Kevin Le Nouail : Absolument. Et déjà, de rajouter de la croissance à la feuille de route serait déjà un pas en avant qui n'est pas négligeable. Donc, c'est déjà une attente qui me paraît élevée, que je demande à voir se délivrer. Par contre, ce que cela dit, c'est qu'on est en train d'ergoter, en effet, depuis 10 minutes sur une baisse des taux. Ça rejoint aussi ce que disait Nicolas sur les catalyseurs qui nous manquent aujourd'hui. C'est-à-dire qu'aujourd'hui, si on se focus là-dessus, c'est qu'on est arrivé au bout d'un grand nombre d'hypothèses qui viendraient soutenir les marchés qui nous permettent d'aller un peu plus loin. Parce qu'on va évidemment arriver au sujet qui fâche, à savoir ceux de certaines valorisations. On peut évidemment commencer par les small et mid, donc on va se rassurer sur le niveau de valorisation.
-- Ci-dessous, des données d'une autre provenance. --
impl HistoryFacade {
    /// Start building a facade rooted at
    /// `<workspace>/projects/<project>/agent/history/`.
    pub fn builder(workspace: impl Into<String>, project: impl Into<String>) -> HistoryFacadeBuilder {
        let workspace = workspace.into();
        let project = project.into();
        let dir = Path::new(&workspace)
            .join("projects")
            .join(&project)
            .join("agent")
            .join("history");
        HistoryFacadeBuilder {
            workspace,
            project,
            dir,
            rotation: RotationConfig::default(),
        }
    }

    /// Open (or create) a facade with default rotation thresholds.
    pub fn open(workspace: impl Into<String>, project: impl Into<String>) -> Result<Self> {
        Self::builder(workspace, project).open()
    }

    /// Stamp `metadata.gsn`, append the record, index it, and publish
    /// `record_appended`. Returns `(gsn, current_gsn)`.
    pub fn append(&self, record: Record) -> Result<(u64, u64)> {
        let gsn = self.gsn.next()?;
        let stamped = record.stamped(gsn);
        let message_id = stamped.message_id().map(str::to_string);

        let outcome = self.log_file.append(&stamped, Some(&self.rotation))?;

        self.gsn_index.append(GsnIndexEntry {
            gsn,
            kind: StorageKind::Active,
            file_id: 0,
            offset: outcome.line_index as u64,
        })?;

        if let Some(rotation) = &outcome.rotation {
            // The just-rotated batch moved from the active log into a new
            // archive; write corrective entries so lookups of their GSNs
            // stop pointing at stale active-log offsets.
            let archives_count = archive::list_archives(&self.dir)?.len();
            let file_id = (archives_count - 1) as u8;
            for (archive_offset, archived_gsn) in rotation.archived_gsns.iter().enumerate() {
                self.gsn_index.append(GsnIndexEntry {
                    gsn: *archived_gsn,
                    kind: StorageKind::Archive,
                    file_id,
                    offset: archive_offset as u64,
                })?;
            }
        }

        let current_gsn = self.gsn.current()?;
        self.notifier.publish(&RecordAppended {
            workspace: self.workspace.clone(),
            project: self.project.clone(),
            message_id,
            gsn,
            current_gsn,
        });

        Ok((gsn, current_gsn))
    }

    /// Register a `record_appended` subscriber. Dropping the returned
    /// handle unsubscribes it.
    pub fn subscribe<F>(&self, callback: F) -> Subscription
    where
        F: Fn(&RecordAppended) + Send + Sync + 'static,
    {
        self.notifier.subscribe(callback)
    }

    /// The `n` most recent records, newest-first.
    pub fn latest(&self, n: usize) -> Result<Vec<Record>> {
        self.log_file.get_latest(n)
    }

    /// Up to `n` records at or after active-log line index `offset`,
    /// oldest-first.
    pub fn after_offset(&self, offset: usize, n: usize) -> Result<Vec<Record>> {
        self.log_file.get_range(offset, n)
    }

    /// Up to `n` records strictly before active-log line index `offset`,
    /// oldest-first. Falls back to archives (newest archive first) when
    /// the active log alone can't supply `n`.
    pub fn before_offset(&self, offset: usize, n: usize) -> Result<Vec<Record>> {
        if n == 0 {
            return Ok(Vec::new());
        }

        let active_available = offset.min(self.log_file.count());
        let mut from_active = self.log_file.get_range(0, active_available)?;
        if from_active.len() > n {
            let skip = from_active.len() - n;
            from_active = from_active.split_off(skip);
        }

        if from_active.len() >= n {
            return Ok(from_active);
        }

        let needed = n - from_active.len();
        let mut from_archives: Vec<Record> = Vec::new();
        for archive_path in archive::list_archives(&self.dir)? {
            if from_archives.len() >= needed {
                break;
            }
            let records = archive::read_archive_records(&archive_path)?;
            let take = needed - from_archives.len();
            let start = records.len().saturating_sub(take);
            let mut suffix = records[start..].to_vec();
            suffix.append(&mut from_archives);
            from_archives = suffix;
        }

        from_archives.append(&mut from_active);
        Ok(from_archives)
    }

    /// Records with `metadata.gsn > last_seen_gsn`, ascending by GSN,
    /// deduplicated by `message_id`. Empty if `last_seen_gsn` already
    /// equals [`current_gsn`](Self::current_gsn).
    pub fn after_gsn(&self, last_seen_gsn: u64, n: usize) -> Result<Vec<Record>> {
        let current = self.current_gsn()?;
        if n == 0 || current <= last_seen_gsn {
            return Ok(Vec::new());
        }

        let want = n.min((current - last_seen_gsn) as usize);
        let total = self.log_file.count();
        let tail_start = total.saturating_sub(n.max(want));
        let mut results: Vec<Record> = self
            .log_file
            .get_range(tail_start, total - tail_start)?
            .into_iter()
            .filter(|r| r.gsn().is_some_and(|g| g > last_seen_gsn))
            .collect();

        if results.len() < want {
            for archive_path in archive::list_archives(&self.dir)?.into_iter().take(3) {
                if results.len() >= want {
                    break;
                }
                let mut older: Vec<Record> = archive::read_archive_records(&archive_path)?
                    .into_iter()
                    .filter(|r| r.gsn().is_some_and(|g| g > last_seen_gsn))
                    .collect();
                older.extend(results);
                results = older;
            }
        }

        dedupe_and_sort_ascending(&mut results);
        results.truncate(n);
        Ok(results)
    }

    /// Records with `metadata.gsn < max_gsn`, ascending by GSN,
    /// deduplicated by `message_id`. Symmetric to
    /// [`after_gsn`](Self::after_gsn) for backward scroll.
    pub fn before_gsn(&self, max_gsn: u64, n: usize) -> Result<Vec<Record>> {
        if n == 0 {
            return Ok(Vec::new());
        }

        let total = self.log_file.count();
        let mut results: Vec<Record> = self
            .log_file
            .get_range(0, total)?
            .into_iter()
            .filter(|r| r.gsn().is_some_and(|g| g < max_gsn))
            .collect();

        if results.len() < n {
            for archive_path in archive::list_archives(&self.dir)? {
                if results.len() >= n {
                    break;
                }
                let mut older: Vec<Record> = archive::read_archive_records(&archive_path)?
                    .into_iter()
                    .filter(|r| r.gsn().is_some_and(|g| g < max_gsn))
                    .collect();
                older.append(&mut results);
                results = older;
            }
        }

        dedupe_and_sort_ascending(&mut results);
        if results.len() > n {
            let skip = results.len() - n;
            results = results.split_off(skip);
        }
        Ok(results)
    }

    /// Total record count across the active log and all archives.
    pub fn total_count(&self) -> Result<usize> {
        let mut total = self.log_file.count();
        for archive_path in archive::list_archives(&self.dir)? {
            total += archive::count_archive_records(&archive_path)?;
        }
        Ok(total)
    }

    /// The allocator's current GSN (0 before any append).
    pub fn current_gsn(&self) -> Result<u64> {
        self.gsn.current()
    }

    /// Whether an append has landed since `last_seen_gsn`, without
    /// rescanning the log — a cheap poll for a UI or another process
    /// sharing this facade's directory.
    pub fn has_new_records(&self, last_seen_gsn: u64) -> Result<bool> {
        Ok(self.current_gsn()? > last_seen_gsn)
    }

    /// Block the calling thread until an append lands after `last_seen_gsn`
    /// or `timeout` elapses, using OS-level file system notifications on
    /// this facade's directory rather than polling.
    ///
    /// Complements [`subscribe`](Self::subscribe): that contract only
    /// reaches in-process subscribers of the facade that performed the
    /// append; this one works across processes sharing the same directory.
    pub fn wait_for_gsn(&self, last_seen_gsn: u64, timeout: Duration) -> Result<WaitOutcome> {
        if self.has_new_records(last_seen_gsn)? {
            return Ok(WaitOutcome::NewData(self.current_gsn()?));
        }

        let (tx, rx) = mpsc::channel();
        let mut watcher = notify::recommended_watcher(
            move |res: std::result::Result<notify::Event, notify::Error>| {
                if let Ok(event) = res {
                    if matches!(event.kind, EventKind::Modify(_) | EventKind::Create(_)) {
                        let _ = tx.send(());
                    }
                }
            },
        )
        .map_err(|e| HistoryError::Io(io::Error::other(e)))?;

        watcher
            .watch(&self.dir, RecursiveMode::NonRecursive)
            .map_err(|e| HistoryError::Io(io::Error::other(e)))?;

        // Re-check after the watcher is armed to close the race between
        // the first check above and `watch` taking effect.
        if self.has_new_records(last_seen_gsn)? {
            return Ok(WaitOutcome::NewData(self.current_gsn()?));
        }

        match rx.recv_timeout(timeout) {
            Ok(()) => Ok(WaitOutcome::NewData(self.current_gsn()?)),
            Err(_) => Ok(WaitOutcome::Timeout),
        }
    }

    /// Resolve a GSN to its record via the index, verifying the resolved
    /// line's own `metadata.gsn` before trusting a possibly-stale entry.
    /// Falls back to `None` if the index has no entry, or if the entry no
    /// longer resolves to a matching record.
    pub fn resolve_gsn(&self, gsn: u64) -> Result<Option<Record>> {
        let Some(entry) = self.gsn_index.lookup(gsn)? else {
            return Ok(None);
        };

        let candidate = match entry.kind {
            StorageKind::Active => self
                .log_file
                .get_range(entry.offset as usize, 1)?
                .into_iter()
                .next(),
            StorageKind::Archive => {
                let archives = archive::list_archives(&self.dir)?;
                // file_id counts archives oldest-first by creation, but
                // archives are listed newest-first; index from the end.
                let idx = archives.len().checked_sub(1 + entry.file_id as usize);
                match idx.and_then(|i| archives.get(i)) {
                    Some(path) => archive::read_archive_records(path)?
                        .into_iter()
                        .nth(entry.offset as usize),
                    None => None,
                }
            }
        };

        Ok(candidate.filter(|record| record.gsn() == Some(gsn)))
    }

    /// Rescan the archive directory and rebuild the active-log offset
    /// cache. Used after an external tool modifies files out of band.
    pub fn invalidate_caches(&self) -> Result<()> {
        self.log_file.invalidate_cache()
    }

    /// Path to this facade's data directory.
    pub fn dir(&self) -> &Path {
        &self.dir
    }

    /// The workspace this facade was opened for.
    pub fn workspace(&self) -> &str {
        &self.workspace
    }

    /// The project this facade was opened for.
    pub fn project(&self) -> &str {
        &self.project
    }
}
Dès lors qu'on regarde les niveaux equity indiciels large cap, non pas, on se fait peur, ce n'est pas le sujet, mais on arrive sur des niveaux qui asymptotent, voire on quitte parfois le champ statistique, vous savez, les plus un, deux écarts type. Quand on regarde aujourd'hui les niveaux S&P, les niveaux CAC, en termes de valorisation, on a besoin aujourd'hui d'avoir du gaz, si je peux me permettre l'expression.
Grégoire Favet : Et de ce point de vue-là, est-ce qu'on peut faire un lien direct entre petite reprise du cycle en zone euro, accompagnée par la BCE, et un momentum bénéficiaire des entreprises qui pourraient gagner un peu en traction au fur et à mesure des prochains trimestres ?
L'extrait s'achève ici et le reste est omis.